## The problem
Each line of the data has to be transcribed exactly.

## Exercise materials
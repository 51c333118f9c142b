use chrono::{DateTime, Utc};
use serde::{Deserialize, Serialize};

/// Newton–Raphson rounds for [`stable_sqrt`]. Fixed so similarity scores are
/// bit-identical across platforms and libm versions.
const SQRT_ROUNDS: u32 = 20;

/// Fixed-iteration square root: 20 Newton–Raphson rounds from a `value / 2`
/// seed. Non-positive input returns 0.0.
pub(crate) fn stable_sqrt(value: f32) -> f32 {
    if value <= 0.0 {
        return 0.0;
    }
    let mut guess = value / 2.0;
    for _ in 0..SQRT_ROUNDS {
        guess = 0.5 * (guess + value / guess);
    }
    guess
}

/// Face embedding vector (typically 512-dimensional for ArcFace-style models).
#[derive(Debug, Clone, PartialEq, Serialize, Deserialize)]
pub struct Embedding {
    pub values: Vec<f32>,
}

impl Embedding {
    pub fn new(values: Vec<f32>) -> Self {
        Self { values }
    }

    pub fn dim(&self) -> usize {
        self.values.len()
    }

    /// Cosine similarity between two embeddings: `dot / (‖a‖·‖b‖)`.
    ///
    /// Returns a value in [-1, 1]. Two sentinel cases both yield `0.0` and
    /// are legitimate results, not failures: vectors of different lengths,
    /// and a zero-norm vector on either side.
    pub fn similarity(&self, other: &Embedding) -> f32 {
        if self.values.len() != other.values.len() {
            return 0.0;
        }

        let mut dot = 0.0f32;
        let mut norm_a = 0.0f32;
        let mut norm_b = 0.0f32;

        for (a, b) in self.values.iter().zip(other.values.iter()) {
            dot += a * b;
            norm_a += a * a;
            norm_b += b * b;
        }

        let denom = stable_sqrt(norm_a) * stable_sqrt(norm_b);
        if denom > 0.0 {
            dot / denom
        } else {
            0.0
        }
    }
}

/// An enrolled face template. Deactivated on re-enrollment or revocation,
/// never hard-deleted; only active templates participate in matching.
#[derive(Debug, Clone, Serialize, Deserialize)]
pub struct FaceTemplate {
    pub id: String,
    pub user_id: String,
    pub embedding: Embedding,
    pub created_at: DateTime<Utc>,
    pub active: bool,
}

## Finished exercise
repository 51c333118f9c142b
use chrono::{DateTime, Utc};
use serde::{Deserialize, Serialize};

/// Newton–Raphson rounds for [`stable_sqrt`]. Fixed so similarity scores are
/// bit-identical across platforms and libm versions.
const SQRT_ROUNDS: u32 = 20;

/// Fixed-iteration square root: 20 Newton–Raphson rounds from a `value / 2`
/// seed. Non-positive input returns 0.0.
pub(crate) fn stable_sqrt(value: f32) -> f32 {
    if value <= 0.0 {
        return 0.0;
    }
    let mut guess = value / 2.0;
    for _ in 0..SQRT_ROUNDS {
        guess = 0.5 * (guess + value / guess);
    }
    guess
}

/// Face embedding vector (typically 512-dimensional for ArcFace-style models).
#[derive(Debug, Clone, PartialEq, Serialize, Deserialize)]
pub struct Embedding {
    pub values: Vec<f32>,
}

impl Embedding {
    pub fn new(values: Vec<f32>) -> Self {
        Self { values }
    }

    pub fn dim(&self) -> usize {
        self.values.len()
    }

    /// Cosine similarity between two embeddings: `dot / (‖a‖·‖b‖)`.
    ///
    /// Returns a value in [-1, 1]. Two sentinel cases both yield `0.0` and
    /// are legitimate results, not failures: vectors of different lengths,
    /// and a zero-norm vector on either side.
    pub fn similarity(&self, other: &Embedding) -> f32 {
        if self.values.len() != other.values.len() {
            return 0.0;
        }

        let mut dot = 0.0f32;
        let mut norm_a = 0.0f32;
        let mut norm_b = 0.0f32;

        for (a, b) in self.values.iter().zip(other.values.iter()) {
            dot += a * b;
            norm_a += a * a;
            norm_b += b * b;
        }

        let denom = stable_sqrt(norm_a) * stable_sqrt(norm_b);
        if denom > 0.0 {
            dot / denom
        } else {
            0.0
        }
    }
}

/// An enrolled face template. Deactivated on re-enrollment or revocation,
/// never hard-deleted; only active templates participate in matching.
#[derive(Debug, Clone, Serialize, Deserialize)]
pub struct FaceTemplate {
    pub id: String,
    pub user_id: String,
    pub embedding: Embedding,
    pub created_at: DateTime<Utc>,
    pub active: bool,
}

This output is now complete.